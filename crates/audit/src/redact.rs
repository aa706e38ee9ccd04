//! Sensitive-field redaction.
//!
//! Snapshots are scrubbed before they are persisted or displayed. The value
//! is replaced with a fixed marker rather than the key being dropped, so the
//! shape of a change stays visible without leaking the secret.

use serde_json::Value;

use crate::entry::Snapshot;

/// Marker substituted for redacted values.
pub const REDACTION_MARKER: &str = "***REDACTED***";

/// Substring patterns that mark a field name as sensitive.
const SENSITIVE_PATTERNS: [&str; 3] = ["password", "token", "secret"];

/// Whether a field name must never be stored in clear.
///
/// Case-insensitive. Matches any name containing `password`, `token` or
/// `secret` (covers `hashed_password`, `api_token`, `refresh_token`, ...)
/// plus the exact name `hash`.
pub fn is_sensitive_field(name: &str) -> bool {
    let lower = name.to_lowercase();
    lower == "hash" || SENSITIVE_PATTERNS.iter().any(|p| lower.contains(p))
}

/// Replace every sensitive value in a snapshot with [`REDACTION_MARKER`].
pub fn redact_snapshot(values: &Snapshot) -> Snapshot {
    values
        .iter()
        .map(|(key, value)| {
            let value = if is_sensitive_field(key) {
                Value::String(REDACTION_MARKER.to_string())
            } else {
                value.clone()
            };
            (key.clone(), value)
        })
        .collect()
}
::::
* [ACTION ITEM]
Using the data above, repeat exactly the lines that begin at the line with "const SENSITIVE_PATTERNS: [&str;" and end at the line with "let value = if", both ends included.

* [TASK SOLUTION]
const SENSITIVE_PATTERNS: [&str; 3] = ["password", "token", "secret"];

/// Whether a field name must never be stored in clear.
///
/// Case-insensitive. Matches any name containing `password`, `token` or
/// `secret` (covers `hashed_password`, `api_token`, `refresh_token`, ...)
/// plus the exact name `hash`.
pub fn is_sensitive_field(name: &str) -> bool {
    let lower = name.to_lowercase();
    lower == "hash" || SENSITIVE_PATTERNS.iter().any(|p| lower.contains(p))
}

/// Replace every sensitive value in a snapshot with [`REDACTION_MARKER`].
pub fn redact_snapshot(values: &Snapshot) -> Snapshot {
    values
        .iter()
        .map(|(key, value)| {
            let value = if is_sensitive_field(key) {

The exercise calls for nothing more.